Book: THE MONGOL STORM: MAKING AND BREAKING EMPIRES IN THE MEDIEVAL NEAR EAST
Author: Nicholas Morton
Published by: Basic
Price: Rs 699
In 1206, when Qutbuddin Aibak was founding the Delhi Sultanate, another middle-aged man named Temujin was chosen as the leader of the Mongol herds and, thus, became the first overlord of the Mongol Empire; his name was Chinggis Khan. This turned out to be the pivot of cathartic changes in a transformative century. Looking at the small, poverty-stricken country of Mongolia today, it’s near-impossible to imagine that the Mongols once created the largest contiguous empire in history, stretching far into China, across Central Asia and deep into the Middle East, covering much of Russia and skirting eastern Europe — and doing all of this in record time. Just as its rapid expansion made it difficult for contemporary observers to keep up with it, similarly, it also declined and fell apart in an unusually short period.
Nicholas Morton’s book tells the pulsating story of this blood-churning century from the first invasions of the Middle East and Central Asia by Chinggis’ hordes in the initial decades of the thirteenth century to the demise of the southwestern branch of the empire that stretched from Turkey in the west to Iran, Afghanistan and Tajikistan in the east in the 1330s. This period witnessed countless casualties at Mongol hands and in the many conflicts their invasions spawned. It also put paid to a number of veteran entities — the Crusader States, the Latin Empire of Constantinople, the Anatolian Saljuq Empire and the Abbasid Caliphate, among others. Baghdad, the exalted capital of the Islamic world, was laid waste to in 1258 in a bloodthirsty sacking that felled around 200,000 people. The recent DNA research that has shown that roughly 1% of the global male population has descended from either Chinggis Khan or his immediate family thus appears to be a brutal irony, retrospectively giving the ‘Great Khan’ a place in history for ‘peopling’ the world even though he had depopulated large parts of it.

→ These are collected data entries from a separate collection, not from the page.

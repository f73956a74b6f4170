//! Message model types.

pub mod address;
pub mod attachment;
pub mod message;

pub use address::Address;
pub use attachment::{resolve_attachments, Attachment, AttachmentReader, AttachmentSource, Disposition};
pub use message::Message;
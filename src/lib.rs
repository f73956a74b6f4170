//! Unified Transactional Email Client
//!
//! One message-building API for sending transactional email through
//! Mailgun, SendGrid, Postmark, Mailjet or Customer.io. The caller picks a
//! provider, supplies credentials, composes a message and sends it; the
//! selected adapter translates the message into that provider's HTTP API.
//!
//! # Features
//!
//! - **One API, five providers**: switch providers by changing the [`Driver`]
//! - **Early validation**: missing fields, recipient ceilings and attachment
//!   size ceilings are reported before any network traffic
//! - **Attachments**: files from disk or in-memory readers, regular or inline
//! - **Verbatim provider errors**: a rejected send carries the provider's raw
//!   response body
//! - **Observability**: `tracing` spans and structured logging
//!
//! # Quick Start
//!
//! ```rust,no_run
//! use integrations_mailer::{Driver, Mailer, MailerConfig};
//!
//! #[tokio::main]
//! async fn main() -> Result<(), Box<dyn std::error::Error>> {
//!     let config = MailerConfig::builder()
//!         .api_key("SG.your_api_key")
//!         .build()?;
//!
//!     let mut mailer = Mailer::new(Driver::SendGrid, config)?;
//!     mailer
//!         .from("Acme", "no-reply@acme.test")
//!         .to("Jane Doe", "jane@example.com")
//!         .subject("Your receipt")
//!         .body_text("Thanks for your order.")
//!         .body_html("<p>Thanks for your order.</p>");
//!
//!     mailer.send().await?;
//!     Ok(())
//! }
//! ```
//!
//! # Selecting a provider by name
//!
//! ```rust,no_run
//! use integrations_mailer::{Mailer, MailerConfig, MailerError};
//!
//! # fn main() -> Result<(), MailerError> {
//! let config = MailerConfig::builder()
//!     .public_key("public")
//!     .private_key("private")
//!     .build()?;
//!
//! let mailer = Mailer::from_name("mailjet", config)?;
//! # let _ = mailer;
//! # Ok(())
//! # }
//! ```

#![warn(missing_docs)]
#![forbid(unsafe_code)]

pub mod auth;
pub mod client;
pub mod config;
pub mod errors;
pub mod observability;
pub mod providers;
pub mod transport;
pub mod types;

// Re-exports for convenience
pub use client::Mailer;
pub use config::{MailerConfig, MailerConfigBuilder};
pub use errors::{MailerError, MailerResult};
pub use providers::{Driver, Provider, ProviderLimits};
pub use types::{Address, Attachment, Disposition, Message};

/// Mock implementations for testing.
#[cfg(any(test, feature = "mocks"))]
pub mod mocks;
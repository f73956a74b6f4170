//! Email addresses.

use serde::{Deserialize, Serialize};
use std::fmt;

/// An email address with an optional display name.
///
/// No syntax validation is performed; an address only has to carry a
/// non-empty email where the message requires one.
#[derive(Debug, Clone, Default, PartialEq, Eq, Serialize, Deserialize)]
pub struct Address {
    /// Display name (may be empty).
    #[serde(default, skip_serializing_if = "String::is_empty")]
    pub name: String,
    /// Email address.
    pub email: String,
}

impl Address {
    /// Creates a new address.
    pub fn new(name: impl Into<String>, email: impl Into<String>) -> Self {
        Self {
            name: name.into(),
            email: email.into(),
        }
    }

    /// Returns true if the address has an email.
    pub fn is_present(&self) -> bool {
        !self.email.is_empty()
    }

    /// Formats the address as `Name <email>`, or the bare email when the
    /// name is empty.
    pub fn format(&self) -> String {
        if self.name.is_empty() {
            self.email.clone()
        } else {
            format!("{} <{}>", self.name, self.email)
        }
    }

    /// Formats a list of addresses as a comma separated string.
    pub fn join(addresses: &[Address]) -> String {
        addresses
            .iter()
            .map(Address::format)
            .collect::<Vec<_>>()
            .join(",")
    }
}

impl fmt::Display for Address {
    fn fmt(&self, f: &mut fmt::Formatter<'_>) -> fmt::Result {
        f.write_str(&self.format())
    }
}
//! Postmark adapter.

use async_trait::async_trait;
use serde::Serialize;
use std::sync::Arc;
use tracing::instrument;

use super::{check_status, Driver, Provider};
use crate::auth::{AuthProvider, HeaderTokenAuth};
use crate::config::MailerConfig;
use crate::errors::{MailerError, MailerResult};
use crate::transport::{HttpRequest, HttpTransport};
use crate::types::{Address, Attachment, Message};

/// Default Postmark API base URL.
pub const POSTMARK_BASE_URL: &str = "https://api.postmarkapp.com";

const ACCOUNT_TOKEN_HEADER: &str = "X-Postmark-Account-Token";
const SERVER_TOKEN_HEADER: &str = "X-Postmark-Server-Token";

#[derive(Debug, Serialize)]
#[serde(rename_all = "PascalCase")]
struct PostmarkRequest<'a> {
    from: String,
    #[serde(skip_serializing_if = "Option::is_none")]
    to: Option<String>,
    #[serde(skip_serializing_if = "Option::is_none")]
    cc: Option<String>,
    #[serde(skip_serializing_if = "Option::is_none")]
    bcc: Option<String>,
    #[serde(skip_serializing_if = "Option::is_none")]
    reply_to: Option<String>,
    subject: &'a str,
    #[serde(skip_serializing_if = "Option::is_none")]
    text_body: Option<&'a str>,
    #[serde(skip_serializing_if = "Option::is_none")]
    html_body: Option<&'a str>,
    #[serde(skip_serializing_if = "Vec::is_empty")]
    attachments: Vec<PostmarkAttachment<'a>>,
}

#[derive(Debug, Serialize)]
#[serde(rename_all = "PascalCase")]
struct PostmarkAttachment<'a> {
    name: &'a str,
    content: String,
    content_type: &'a str,
    #[serde(rename = "ContentID", skip_serializing_if = "Option::is_none")]
    content_id: Option<&'a str>,
}

impl<'a> From<&'a Attachment> for PostmarkAttachment<'a> {
    fn from(a: &'a Attachment) -> Self {
        Self {
            name: &a.filename,
            content: a.content(),
            content_type: &a.content_type,
            // A content ID makes Postmark embed the file, so only inline
            // attachments carry one.
            content_id: a.is_inline().then_some(a.content_id.as_str()),
        }
    }
}

fn joined(addresses: &[Address]) -> Option<String> {
    (!addresses.is_empty()).then(|| Address::join(addresses))
}

fn non_empty(s: &str) -> Option<&str> {
    (!s.is_empty()).then_some(s)
}

/// Postmark adapter.
pub struct PostmarkProvider {
    config: MailerConfig,
    transport: Arc<dyn HttpTransport>,
}

impl PostmarkProvider {
    /// Creates a new Postmark adapter.
    pub fn new(config: MailerConfig, transport: Arc<dyn HttpTransport>) -> Self {
        Self { config, transport }
    }

    fn auth(&self) -> HeaderTokenAuth {
        let mut auth = HeaderTokenAuth::new();
        if let Some(token) = self.config.account_token() {
            auth = auth.with_token(ACCOUNT_TOKEN_HEADER, token);
        }
        if let Some(token) = self.config.server_token() {
            auth = auth.with_token(SERVER_TOKEN_HEADER, token);
        }
        auth
    }

    fn build_body<'a>(
        message: &'a Message,
        attachments: &'a [Attachment],
    ) -> MailerResult<PostmarkRequest<'a>> {
        let from = message
            .sender()
            .ok_or_else(|| MailerError::validation_field("you must provide from", "from"))?;

        Ok(PostmarkRequest {
            from: from.format(),
            to: joined(&message.to),
            cc: joined(&message.cc),
            bcc: joined(&message.bcc),
            reply_to: message.reply_address().map(Address::format),
            subject: &message.subject,
            text_body: non_empty(&message.body_text),
            html_body: non_empty(&message.body_html),
            attachments: attachments.iter().map(PostmarkAttachment::from).collect(),
        })
    }
}

#[async_trait]
impl Provider for PostmarkProvider {
    fn driver(&self) -> Driver {
        Driver::Postmark
    }

    fn endpoint(&self) -> MailerResult<String> {
        Ok(format!("{}/email", self.config.base_url_or(POSTMARK_BASE_URL)))
    }

    fn check_credentials(&self) -> MailerResult<()> {
        self.auth().validate().map_err(|_| {
            MailerError::missing_credentials(
                Driver::Postmark,
                "you must provide AccountToken or ServerToken in config",
            )
        })
    }

    #[instrument(skip_all, fields(provider = "postmark", attachments = attachments.len()))]
    async fn deliver(&self, message: &Message, attachments: &[Attachment]) -> MailerResult<()> {
        let body = Self::build_body(message, attachments)?;
        let mut request = HttpRequest::post_json(self.endpoint()?, &body)?
            .with_header("Accept", "application/json");
        self.auth().apply_auth(&mut request.headers);

        let response = self.transport.send(request).await?;
        check_status(Driver::Postmark, &response, |status| status == 200)
    }
}

impl std::fmt::Debug for PostmarkProvider {
    fn fmt(&self, f: &mut std::fmt::Formatter<'_>) -> std::fmt::Result {
        f.debug_struct("PostmarkProvider")
            .field("config", &self.config)
            .finish()
    }
}
//! HTTP transport layer for the mailer.
//!
//! Adapters describe a request with [`HttpRequest`] or [`MultipartRequest`]
//! and hand it to an [`HttpTransport`]. The default implementation is backed
//! by `reqwest`; tests substitute a recording mock.

mod http;

pub use http::{HttpRequest, HttpResponse, HttpTransport, HttpTransportImpl};

use std::collections::HashMap;
use std::time::Duration;

/// Multipart form request.
#[derive(Debug, Clone)]
pub struct MultipartRequest {
    /// Absolute request URL.
    pub url: String,
    /// Request headers.
    pub headers: HashMap<String, String>,
    /// Multipart form parts, in submission order.
    pub parts: Vec<MultipartPart>,
}

impl MultipartRequest {
    /// Creates an empty multipart request.
    pub fn new(url: impl Into<String>) -> Self {
        Self {
            url: url.into(),
            headers: HashMap::new(),
            parts: Vec::new(),
        }
    }

    /// Appends a text field.
    pub fn text(mut self, name: impl Into<String>, value: impl Into<String>) -> Self {
        self.parts.push(MultipartPart::Text {
            name: name.into(),
            value: value.into(),
        });
        self
    }

    /// Appends a file field.
    pub fn file(
        mut self,
        name: impl Into<String>,
        filename: impl Into<String>,
        content_type: impl Into<String>,
        data: Vec<u8>,
    ) -> Self {
        self.parts.push(MultipartPart::File {
            name: name.into(),
            filename: filename.into(),
            content_type: content_type.into(),
            data,
        });
        self
    }

    /// Returns the value of the first text field with the given name.
    pub fn text_value(&self, name: &str) -> Option<&str> {
        self.parts.iter().find_map(|part| match part {
            MultipartPart::Text { name: n, value } if n == name => Some(value.as_str()),
            _ => None,
        })
    }
}

/// A part of a multipart form.
#[derive(Debug, Clone, PartialEq, Eq)]
pub enum MultipartPart {
    /// Text field.
    Text {
        /// Field name.
        name: String,
        /// Field value.
        value: String,
    },
    /// File field.
    File {
        /// Field name.
        name: String,
        /// File name.
        filename: String,
        /// Content type (empty when unknown).
        content_type: String,
        /// File data.
        data: Vec<u8>,
    },
}

/// Transport error types.
#[derive(Debug, thiserror::Error)]
pub enum TransportError {
    /// The HTTP client or request could not be built.
    #[error("Failed to build request: {message}")]
    Build {
        /// Error message.
        message: String,
    },

    /// Connection error.
    #[error("Connection error: {message}")]
    Connection {
        /// Error message.
        message: String,
    },

    /// Timeout error.
    #[error("Timeout after {timeout:?}")]
    Timeout {
        /// Timeout duration.
        timeout: Duration,
    },

    /// Invalid response.
    #[error("Invalid response: {message}")]
    InvalidResponse {
        /// Error message.
        message: String,
    },
}

#[cfg(test)]
mod tests {
    use super::*;

    #[test]
    fn test_multipart_request_keeps_part_order() {
        let request = MultipartRequest::new("https://api.mailgun.net/v3/mg.example.com/messages")
            .text("from", "Sender <sender@example.com>")
            .file("attachment[0]", "a.txt", "text/plain", b"hello".to_vec())
            .text("subject", "Hi");

        assert_eq!(request.parts.len(), 3);
        assert_eq!(request.text_value("from"), Some("Sender <sender@example.com>"));
        assert_eq!(request.text_value("subject"), Some("Hi"));
        assert_eq!(request.text_value("missing"), None);
        assert!(matches!(&request.parts[1], MultipartPart::File { name, .. } if name == "attachment[0]"));
    }
}
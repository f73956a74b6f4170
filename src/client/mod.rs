//! The mailer facade.
//!
//! [`Mailer`] pairs one provider adapter with the message being composed.
//! Call sites stay the same whichever provider is selected.

use std::io::Read;
use std::path::PathBuf;
use std::sync::Arc;
use tracing::instrument;

use crate::config::MailerConfig;
use crate::errors::MailerResult;
use crate::providers::{create_provider, Driver, Provider};
use crate::transport::{HttpTransport, HttpTransportImpl};
use crate::types::{resolve_attachments, Message};

/// Composes a message and sends it through the selected provider.
///
/// # Example
///
/// ```rust,no_run
/// use integrations_mailer::{Driver, Mailer, MailerConfig};
///
/// #[tokio::main]
/// async fn main() -> Result<(), Box<dyn std::error::Error>> {
///     let config = MailerConfig::builder()
///         .api_key("key-xxxxxxxx")
///         .domain("mg.example.com")
///         .build()?;
///
///     let mut mailer = Mailer::new(Driver::Mailgun, config)?;
///     mailer
///         .from("Example", "no-reply@example.com")
///         .to("Jane", "jane@example.com")
///         .subject("Welcome")
///         .body_text("Thanks for signing up.")
///         .attachment_file("terms.pdf");
///
///     mailer.send().await?;
///     Ok(())
/// }
/// ```
pub struct Mailer {
    provider: Box<dyn Provider>,
    message: Message,
}

impl Mailer {
    /// Creates a mailer for `driver` backed by a reqwest transport that uses
    /// the configured request timeout.
    pub fn new(driver: Driver, config: MailerConfig) -> MailerResult<Self> {
        let transport = Arc::new(HttpTransportImpl::new(config.request_timeout)?);
        Ok(Self::with_transport(driver, config, transport))
    }

    /// Creates a mailer from a driver name such as `"sendgrid"`.
    ///
    /// Fails with `MailerError::UnsupportedDriver` for unknown names.
    pub fn from_name(name: &str, config: MailerConfig) -> MailerResult<Self> {
        Self::new(name.parse()?, config)
    }

    /// Creates a mailer that dispatches through a custom transport.
    pub fn with_transport(
        driver: Driver,
        config: MailerConfig,
        transport: Arc<dyn HttpTransport>,
    ) -> Self {
        Self::with_provider(create_provider(driver, config, transport))
    }

    /// Creates a mailer around an existing adapter.
    pub fn with_provider(provider: Box<dyn Provider>) -> Self {
        Self {
            provider,
            message: Message::new(),
        }
    }

    /// Returns the selected provider.
    pub fn driver(&self) -> Driver {
        self.provider.driver()
    }

    /// Returns the message composed so far.
    pub fn message(&self) -> &Message {
        &self.message
    }

    /// Sets the sender.
    pub fn from(&mut self, name: impl Into<String>, email: impl Into<String>) -> &mut Self {
        self.message.from(name, email);
        self
    }

    /// Appends a recipient.
    pub fn to(&mut self, name: impl Into<String>, email: impl Into<String>) -> &mut Self {
        self.message.to(name, email);
        self
    }

    /// Appends a cc recipient.
    pub fn cc(&mut self, name: impl Into<String>, email: impl Into<String>) -> &mut Self {
        self.message.cc(name, email);
        self
    }

    /// Appends a bcc recipient.
    pub fn bcc(&mut self, name: impl Into<String>, email: impl Into<String>) -> &mut Self {
        self.message.bcc(name, email);
        self
    }

    /// Sets the reply-to address.
    pub fn reply_to(&mut self, name: impl Into<String>, email: impl Into<String>) -> &mut Self {
        self.message.reply_to(name, email);
        self
    }

    /// Sets the subject.
    pub fn subject(&mut self, subject: impl Into<String>) -> &mut Self {
        self.message.subject(subject);
        self
    }

    /// Sets the HTML body.
    pub fn body_html(&mut self, html: impl Into<String>) -> &mut Self {
        self.message.body_html(html);
        self
    }

    /// Sets the plain text body.
    pub fn body_text(&mut self, text: impl Into<String>) -> &mut Self {
        self.message.body_text(text);
        self
    }

    /// Attaches a file from disk.
    pub fn attachment_file(&mut self, path: impl Into<PathBuf>) -> &mut Self {
        self.message.attachment_file(path);
        self
    }

    /// Attaches a file from disk for inline display.
    pub fn attachment_inline_file(&mut self, path: impl Into<PathBuf>) -> &mut Self {
        self.message.attachment_inline_file(path);
        self
    }

    /// Attaches the contents of a reader under `filename`.
    pub fn attachment_reader<R>(&mut self, filename: impl Into<String>, reader: R) -> &mut Self
    where
        R: Read + Send + 'static,
    {
        self.message.attachment_reader(filename, reader);
        self
    }

    /// Attaches the contents of a reader under `filename` for inline display.
    pub fn attachment_inline_reader<R>(
        &mut self,
        filename: impl Into<String>,
        reader: R,
    ) -> &mut Self
    where
        R: Read + Send + 'static,
    {
        self.message.attachment_inline_reader(filename, reader);
        self
    }

    /// Validates, resolves attachments and dispatches the message.
    ///
    /// The composed message is consumed whatever the outcome. Validation,
    /// credential and attachment ceiling errors are returned before any
    /// request is made. A non-success response yields
    /// `MailerError::Api` whose message is the raw response body.
    #[instrument(
        skip(self),
        fields(
            provider = %self.provider.driver(),
            recipients = self.message.recipient_count(),
            attachments = self.message.attachments.len(),
        )
    )]
    pub async fn send(&mut self) -> MailerResult<()> {
        let mut message = std::mem::take(&mut self.message);
        let driver = self.provider.driver();
        let limits = self.provider.limits();

        message.validate(driver, &limits)?;
        self.provider.check_credentials()?;

        let sources = std::mem::take(&mut message.attachments);
        let attachments =
            resolve_attachments(sources, driver, limits.max_attachment_bytes).await?;

        tracing::debug!("Dispatching email");
        self.provider.deliver(&message, &attachments).await
    }
}

impl std::fmt::Debug for Mailer {
    fn fmt(&self, f: &mut std::fmt::Formatter<'_>) -> std::fmt::Result {
        f.debug_struct("Mailer")
            .field("driver", &self.provider.driver())
            .field("message", &self.message)
            .finish()
    }
}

Morton’s theatre is a swarming medieval chessboard, comprising the Turkic Saljuqs in Iran, Kurds in Syria and Egypt, Frankish knights of Constantinople, Armenian-ruled Cilicia, Latin Crusader kingdoms in Greece, the Levant, the remnants of the Abbasid Caliphate in Iraq, and a cluster of tiny Byzantine states, among many others. He moves at breakneck speed over this vast Christian-Muslim complex, reconstructing events and consequences as they unfolded, not only documenting the bloodlust and the gore of the Mongol depredations but also addressing a key question: “In times of chaos and upheaval, when the norms of existence collapse, who survives?”
The book shows that the waves of the Mongol conquest did not so much result in a Pax Mongolica as a bewildering series of transient, episodic alliances and conflicts across the Middle East. The stage for renewed warfare had been set when Chinggis first carved up his great empire among his sons. By the time his grandson, Kublai Khan, conqueror of China, died in 1294, the Mongol Empire had already fractured into four rival segments, foreshadowing its eventual demise a few decades later.
Morton’s forte is military and political history, but he breaks out of these confines to highlight the economic and the religious aspects of his narrative. The marauding forces devastated agriculture and trade, but from the debris arose new commercial routes and markets and new connections — between the Mongols’ Middle Eastern capital, Tabriz, and Beijing, for instance, the route Marco Polo took on his way to seeing Kublai Khan. Mongol ‘pacification’ also bolstered trade along the Silk Route. For all their success in relegating Christian crusaders to the sidelines of history, and their ingenuity in killing the Caliph of Baghdad by getting him trampled by horses, the Mongols treated the other religions on an equal footing until they themselves converted to Islam at the turn of the thirteenth century. This made the Mongol imperium an even more fertile ground for the proselytising activities of wandering sufis.
Overall, this is a riveting book — marred only a little by a whiff of Eurocentrism in the use of the term, “Near East”, to mean Western Asia — that combines compelling readability with academic rigour. A sweeping account of the long-term consequences of the “Mongol Storm” does stop short of describing the Mongol ancestry of the Mughals, but this is just a minor quibble. Maybe the Indian East was not Near (East) enough!